The impact of an acute oral phosphate load on endothelium dependent and independent brachial artery vasodilation in healthy males.

Serum phosphate levels are associated with cardiovascular morbidity and mortality in the general population and endothelial dysfunction may be mechanistically involved. The purpose of this study was to investigate the effects of acute phosphate supplementation on endothelial-dependent (flow-mediated dilation; FMD) and -independent (glyceryl trinitrate; GTN)) vasodilation in young, healthy males. Seventeen healthy male participants (age, 23 ± 3 years) were exposed to an oral load of phosphate (PHOS; liquid supplement containing 1200 mg of phosphorous) and placebo (PLAC) over 2 experimental days. A brachial artery FMD test was performed pre-ingestion and at 20 min, 60 min, and 120 min following the ingestion of the phosphate load or the placebo. GTN tests were performed pre- and 140 min post-ingestion. Serum phosphate was not impacted differently by phosphate versus placebo ingestion (p = 0.780). In contrast, urinary phosphate excretion was markedly increased in the PHOS (p < 0.001) but not in the PLAC condition (p = 0.130) (Δ fractional excretion of phosphate in PHOS (29.2%) vs. PLAC (9.3%)). This indicates that circulating phosphate levels were homeostatically regulated. GTN-mediated vasodilation was not significantly affected by phosphate ingestion. In primary analysis no impact of phosphate ingestion on FMD was detected.

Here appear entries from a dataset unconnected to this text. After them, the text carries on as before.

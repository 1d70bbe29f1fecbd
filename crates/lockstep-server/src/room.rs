//! Per-room authority state.
//!
//! A [`RoomHub`] owns one room's timeline and its broadcast channel. All
//! mutation happens under the hub's lock, so posts to one room are
//! stamped, merged and broadcast in a single order while other rooms
//! proceed independently.

use lockstep_core::Timeline;
use lockstep_types::{PostEnvelope, PostMessage, RoomId, StampedMessage, TimelineEvent};
use tokio::sync::{Mutex, broadcast};
use tracing::debug;

/// Mutable part of a hub, guarded together.
#[derive(Debug)]
struct RoomLedger {
    timeline: Timeline,
    /// Highest arrival stamp handed out so far.
    last_stamp: i64,
}

/// Timeline and watcher fan-out for one room.
#[derive(Debug)]
pub struct RoomHub {
    room_id: RoomId,
    ledger: Mutex<RoomLedger>,
    tx: broadcast::Sender<PostEnvelope>,
}

impl RoomHub {
    /// Create a hub seeded with previously persisted envelopes.
    pub fn hydrate(
        room_id: RoomId,
        history: impl IntoIterator<Item = PostEnvelope>,
        broadcast_capacity: usize,
    ) -> Self {
        let mut timeline = Timeline::new();
        let mut last_stamp = i64::MIN;
        for envelope in history {
            last_stamp = last_stamp.max(envelope.message.server_received_at);
            timeline.insert(envelope.message.into_event());
        }
        let (tx, _) = broadcast::channel(broadcast_capacity.max(1));
        Self {
            room_id,
            ledger: Mutex::new(RoomLedger {
                timeline,
                last_stamp,
            }),
            tx,
        }
    }

    /// Return the room this hub serves.
    pub const fn room_id(&self) -> &RoomId {
        &self.room_id
    }

    /// Subscribe to stamped posts for this room.
    pub fn subscribe(&self) -> broadcast::Receiver<PostEnvelope> {
        self.tx.subscribe()
    }

    /// Return the number of current watchers.
    pub fn watcher_count(&self) -> usize {
        self.tx.receiver_count()
    }

    /// Stamp, merge and broadcast one submitted event.
    ///
    /// The stamp is `now`, raised if needed so stamps never decrease
    /// within a room. Returns `None` if an equivalent event was already
    /// accepted; such repeats are neither re-broadcast nor re-stamped.
    pub async fn accept(&self, message: PostMessage, now: i64) -> Option<PostEnvelope> {
        let mut ledger = self.ledger.lock().await;
        let stamp = now.max(ledger.last_stamp);
        let stamped = StampedMessage::stamp(message, stamp);

        let outcome = ledger.timeline.insert(stamped.clone().into_event());
        if !outcome.inserted {
            debug!(room_id = %self.room_id, time = stamped.time, "duplicate post ignored");
            return None;
        }
        ledger.last_stamp = stamp;

        let envelope = PostEnvelope {
            room_id: self.room_id.clone(),
            message: stamped,
        };
        // No watchers is not an error.
        let delivered = self.tx.send(envelope.clone()).unwrap_or(0);
        debug!(
            room_id = %self.room_id,
            index = outcome.index,
            delivered,
            "post accepted"
        );
        Some(envelope)
    }

    /// Return the envelopes a resync from `since` should receive, ordered
    /// by arrival stamp.
    pub async fn history_since(&self, since: i64) -> Vec<PostEnvelope> {
        let events = self.events().await;
        let mut envelopes: Vec<PostEnvelope> = events
            .into_iter()
            .filter_map(|event| self.envelope_for(event))
            .filter(|envelope| envelope.matches_since(since))
            .collect();
        envelopes.sort_by_key(|e| e.message.server_received_at);
        envelopes
    }

    /// Return a detached copy of the room timeline.
    pub async fn events(&self) -> Vec<TimelineEvent> {
        self.ledger.lock().await.timeline.snapshot()
    }

    /// Return the number of events in the room timeline.
    pub async fn event_count(&self) -> usize {
        self.ledger.lock().await.timeline.len()
    }

    fn envelope_for(&self, event: TimelineEvent) -> Option<PostEnvelope> {
        let server_received_at = event.received_at?;
        Some(PostEnvelope {
            room_id: self.room_id.clone(),
            message: StampedMessage {
                data: event.data,
                time: event.time,
                server_received_at,
            },
        })
    }
}

#[cfg(test)]
#[allow(clippy::unwrap_used, clippy::indexing_slicing)]
mod tests {
    use serde_json::json;

    use super::*;

    fn hub() -> RoomHub {
        RoomHub::hydrate(RoomId::parse("beef").unwrap(), Vec::new(), 16)
    }

    fn post(data: &str, time: i64) -> PostMessage {
        PostMessage {
            data: json!(data),
            time,
        }
    }

    #[tokio::test]
    async fn accepted_posts_reach_watchers() {
        let hub = hub();
        let mut rx = hub.subscribe();
        assert_eq!(hub.watcher_count(), 1);

        let envelope = hub.accept(post("up-pressed", 1_000), 1_005).await.unwrap();
        assert_eq!(envelope.message.server_received_at, 1_005);
        assert_eq!(rx.recv().await.unwrap(), envelope);
    }

    #[tokio::test]
    async fn repeated_post_is_absorbed() {
        let hub = hub();
        let mut rx = hub.subscribe();
        assert!(hub.accept(post("x", 10), 20).await.is_some());
        assert!(hub.accept(post("x", 10), 30).await.is_none());

        assert_eq!(hub.event_count().await, 1);
        rx.recv().await.unwrap();
        assert!(rx.try_recv().is_err());
    }

    #[tokio::test]
    async fn stamps_never_decrease() {
        let hub = hub();
        let first = hub.accept(post("a", 0), 500).await.unwrap();
        let second = hub.accept(post("b", 0), 400).await.unwrap();
        assert_eq!(first.message.server_received_at, 500);
        assert_eq!(second.message.server_received_at, 500);
    }

    #[tokio::test]
    async fn hydrated_history_is_deduplicated_and_resumes_stamps() {
        let room = RoomId::parse("beef").unwrap();
        let stored = PostEnvelope {
            room_id: room.clone(),
            message: StampedMessage {
                data: json!("a"),
                time: 10,
                server_received_at: 900,
            },
        };
        let hub = RoomHub::hydrate(room, vec![stored.clone(), stored], 16);
        assert_eq!(hub.event_count().await, 1);

        assert!(hub.accept(post("a", 10), 1_000).await.is_none());
        let next = hub.accept(post("b", 20), 100).await.unwrap();
        assert_eq!(next.message.server_received_at, 900);
    }

    #[tokio::test]
    async fn history_since_filters_on_either_timestamp() {
        let hub = hub();
        hub.accept(post("a", 100), 105).await;
        hub.accept(post("b", 90), 300).await;
        hub.accept(post("c", 400), 405).await;

        let since_200: Vec<_> = hub
            .history_since(200)
            .await
            .into_iter()
            .map(|e| e.message.data)
            .collect();
        assert_eq!(since_200, vec![json!("b"), json!("c")]);

        let all = hub.history_since(0).await;
        assert_eq!(all.len(), 3);
        assert_eq!(all[0].message.data, json!("a"));
    }
}
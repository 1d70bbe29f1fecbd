//! Server configuration.
//!
//! [`ServerConfig`] is read from an optional YAML file and then overridden
//! by environment variables, so a deployment can run with no file at all:
//!
//! | Variable | Field |
//! |----------|-------|
//! | `LOCKSTEP_CONFIG` | path of the YAML file |
//! | `LOCKSTEP_HOST` | `host` |
//! | `LOCKSTEP_PORT` | `port` |
//! | `LOCKSTEP_DATA_DIR` | `data_dir` |

use std::path::{Path, PathBuf};

use serde::Deserialize;

/// Environment variable naming the YAML config file.
pub const CONFIG_PATH_ENV: &str = "LOCKSTEP_CONFIG";

/// Errors that can occur when loading configuration.
#[derive(Debug, thiserror::Error)]
pub enum ConfigError {
    /// Failed to read the configuration file from disk.
    #[error("failed to read config file: {source}")]
    Io {
        /// The underlying I/O error.
        #[from]
        source: std::io::Error,
    },

    /// Failed to parse YAML content.
    #[error("failed to parse config YAML: {source}")]
    Yaml {
        /// The underlying YAML parse error.
        source: serde_yml::Error,
    },

    /// An environment override could not be parsed.
    #[error("invalid value {value:?} for {name}: {source}")]
    InvalidEnv {
        /// Variable name.
        name: &'static str,
        /// Offending value.
        value: String,
        /// Parse failure.
        source: std::num::ParseIntError,
    },
}

impl From<serde_yml::Error> for ConfigError {
    fn from(source: serde_yml::Error) -> Self {
        Self::Yaml { source }
    }
}

/// Configuration for the authority server.
#[derive(Debug, Clone, PartialEq, Eq, Deserialize)]
pub struct ServerConfig {
    /// The host address to bind to (e.g. `0.0.0.0`).
    #[serde(default = "default_host")]
    pub host: String,

    /// The TCP port to listen on.
    #[serde(default = "default_port")]
    pub port: u16,

    /// Directory holding one record file per room.
    #[serde(default = "default_data_dir")]
    pub data_dir: PathBuf,

    /// Per-room broadcast buffer. Watchers further behind than this lag.
    #[serde(default = "default_broadcast_capacity")]
    pub broadcast_capacity: usize,

    /// Records queued for the store writer before new ones are dropped.
    #[serde(default = "default_persist_queue")]
    pub persist_queue: usize,
}

fn default_host() -> String {
    String::from("0.0.0.0")
}

const fn default_port() -> u16 {
    8080
}

fn default_data_dir() -> PathBuf {
    PathBuf::from("data")
}

const fn default_broadcast_capacity() -> usize {
    256
}

const fn default_persist_queue() -> usize {
    1024
}

impl Default for ServerConfig {
    fn default() -> Self {
        Self {
            host: default_host(),
            port: default_port(),
            data_dir: default_data_dir(),
            broadcast_capacity: default_broadcast_capacity(),
            persist_queue: default_persist_queue(),
        }
    }
}

impl ServerConfig {
    /// Load configuration from the process environment.
    ///
    /// Reads the YAML file named by `LOCKSTEP_CONFIG` if set, otherwise
    /// starts from defaults, then applies environment overrides.
    ///
    /// # Errors
    ///
    /// Returns [`ConfigError`] if the file cannot be read or parsed, or an
    /// override is malformed.
    pub fn load() -> Result<Self, ConfigError> {
        let mut config = match std::env::var(CONFIG_PATH_ENV) {
            Ok(path) => Self::from_file(Path::new(&path))?,
            Err(_) => Self::default(),
        };
        config.apply_overrides(|name| std::env::var(name).ok())?;
        Ok(config)
    }

    /// Load configuration from a YAML file at the given path.
    ///
    /// # Errors
    ///
    /// Returns [`ConfigError::Io`] if the file cannot be read, or
    /// [`ConfigError::Yaml`] if the content is not valid YAML.
    pub fn from_file(path: &Path) -> Result<Self, ConfigError> {
        let contents = std::fs::read_to_string(path)?;
        Self::parse(&contents)
    }

    /// Parse configuration from a YAML string.
    ///
    /// # Errors
    ///
    /// Returns [`ConfigError::Yaml`] if the string is not valid YAML.
    pub fn parse(yaml: &str) -> Result<Self, ConfigError> {
        Ok(serde_yml::from_str(yaml)?)
    }

    /// Apply overrides supplied by `lookup`, keyed by variable name.
    ///
    /// # Errors
    ///
    /// Returns [`ConfigError::InvalidEnv`] if `LOCKSTEP_PORT` is not a
    /// valid port number.
    pub fn apply_overrides<F>(&mut self, lookup: F) -> Result<(), ConfigError>
    where
        F: Fn(&str) -> Option<String>,
    {
        if let Some(host) = lookup("LOCKSTEP_HOST") {
            self.host = host;
        }
        if let Some(port) = lookup("LOCKSTEP_PORT") {
            self.port = port.parse().map_err(|source| ConfigError::InvalidEnv {
                name: "LOCKSTEP_PORT",
                value: port,
                source,
            })?;
        }
        if let Some(dir) = lookup("LOCKSTEP_DATA_DIR") {
            self.data_dir = PathBuf::from(dir);
        }
        Ok(())
    }

    /// The `host:port` string to bind.
    pub fn bind_address(&self) -> String {
        format!("{}:{}", self.host, self.port)
    }
}
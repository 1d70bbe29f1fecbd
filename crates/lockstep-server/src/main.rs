//! Lockstep authority server binary.
//!
//! # Startup Sequence
//!
//! 1. Initialize structured logging (tracing)
//! 2. Load configuration (`LOCKSTEP_CONFIG` YAML plus env overrides)
//! 3. Serve until Ctrl-C, then flush the record store

use lockstep_server::{ServerConfig, shutdown_signal, start_server};
use tracing::info;
use tracing_subscriber::EnvFilter;

/// Application entry point.
///
/// # Errors
///
/// Returns an error if configuration is invalid or the server fails.
#[tokio::main]
async fn main() -> Result<(), Box<dyn std::error::Error>> {
    tracing_subscriber::fmt()
        .with_env_filter(
            EnvFilter::try_from_default_env().unwrap_or_else(|_| EnvFilter::new("info")),
        )
        .with_target(true)
        .init();

    info!("lockstep-server starting");

    let config = ServerConfig::load()?;
    info!(
        host = config.host,
        port = config.port,
        data_dir = %config.data_dir.display(),
        broadcast_capacity = config.broadcast_capacity,
        "Configuration loaded"
    );

    start_server(&config, shutdown_signal()).await?;

    info!("lockstep-server stopped");
    Ok(())
}
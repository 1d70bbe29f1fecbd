//! Room identifiers.
//!
//! A room is the unit of isolation for timelines: every event belongs to
//! exactly one room, and watchers subscribe per room. Identifiers must be
//! non-empty strings of hexadecimal digits (`^[0-9a-fA-F]+$`). Validation
//! happens at construction and during deserialization, so a [`RoomId`]
//! value is always well-formed.

use core::str::FromStr;

use serde::{Deserialize, Serialize};

/// Errors produced when a string is not a valid room identifier.
#[derive(Debug, Clone, PartialEq, Eq, thiserror::Error)]
pub enum RoomIdError {
    /// The identifier was empty.
    #[error("room_id must not be empty")]
    Empty,

    /// The identifier contained a non-hexadecimal character.
    #[error("room_id must contain only hexadecimal characters, found {found:?}")]
    InvalidCharacter {
        /// The first offending character.
        found: char,
    },
}

/// A validated room identifier.
#[derive(Debug, Clone, PartialEq, Eq, PartialOrd, Ord, Hash, Serialize, Deserialize)]
#[serde(try_from = "String", into = "String")]
pub struct RoomId(String);

impl RoomId {
    /// Validate and wrap a room identifier.
    ///
    /// # Errors
    ///
    /// Returns [`RoomIdError`] if `raw` is empty or contains anything
    /// other than ASCII hexadecimal digits.
    pub fn parse(raw: &str) -> Result<Self, RoomIdError> {
        validate(raw)?;
        Ok(Self(raw.to_owned()))
    }

    /// Return the identifier as a string slice.
    pub fn as_str(&self) -> &str {
        &self.0
    }

    /// Check whether `raw` would be accepted by [`RoomId::parse`].
    pub fn is_valid(raw: &str) -> bool {
        validate(raw).is_ok()
    }
}

fn validate(raw: &str) -> Result<(), RoomIdError> {
    if raw.is_empty() {
        return Err(RoomIdError::Empty);
    }
    match raw.chars().find(|c| !c.is_ascii_hexdigit()) {
        Some(found) => Err(RoomIdError::InvalidCharacter { found }),
        None => Ok(()),
    }
}

impl core::fmt::Display for RoomId {
    fn fmt(&self, f: &mut core::fmt::Formatter<'_>) -> core::fmt::Result {
        f.write_str(&self.0)
    }
}

impl FromStr for RoomId {
    type Err = RoomIdError;

    fn from_str(s: &str) -> Result<Self, Self::Err> {
        Self::parse(s)
    }
}

impl TryFrom<String> for RoomId {
    type Error = RoomIdError;

    fn try_from(value: String) -> Result<Self, Self::Error> {
        validate(&value)?;
        Ok(Self(value))
    }
}

impl From<RoomId> for String {
    fn from(id: RoomId) -> Self {
        id.0
    }
}

impl AsRef<str> for RoomId {
    fn as_ref(&self) -> &str {
        &self.0
    }
}

#[cfg(test)]
#[allow(clippy::unwrap_used)]
mod tests {
    use super::*;

    #[test]
    fn accepts_mixed_case_hex() {
        let id = RoomId::parse("a1B2c3").unwrap();
        assert_eq!(id.as_str(), "a1B2c3");
        assert_eq!(id.to_string(), "a1B2c3");
    }

    #[test]
    fn rejects_empty() {
        assert_eq!(RoomId::parse(""), Err(RoomIdError::Empty));
    }

    #[test]
    fn rejects_non_hex() {
        assert_eq!(
            RoomId::parse("abcz"),
            Err(RoomIdError::InvalidCharacter { found: 'z' })
        );
        assert!(!RoomId::is_valid("room-1"));
        assert!(!RoomId::is_valid(" ab"));
    }

    #[test]
    fn deserialization_validates() {
        let ok: RoomId = serde_json::from_str("\"ff00\"").unwrap();
        assert_eq!(ok.as_str(), "ff00");

        let bad: Result<RoomId, _> = serde_json::from_str("\"not hex\"");
        assert!(bad.is_err());
    }

    #[test]
    fn serializes_as_plain_string() {
        let id = RoomId::parse("beef").unwrap();
        assert_eq!(serde_json::to_string(&id).unwrap(), "\"beef\"");
    }
}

However, when the shear stress stimulus was added as a covariate in a subset of participants, exploratory pairwise comparisons revealed a significantly lower FMD 20 min post-phosphate ingestion versus placebo (p = 0.024). The effects of phosphate ingestion on FMD and serum phosphate are in contrast with previous findings and the mechanisms that underlie the disparate results require further investigation.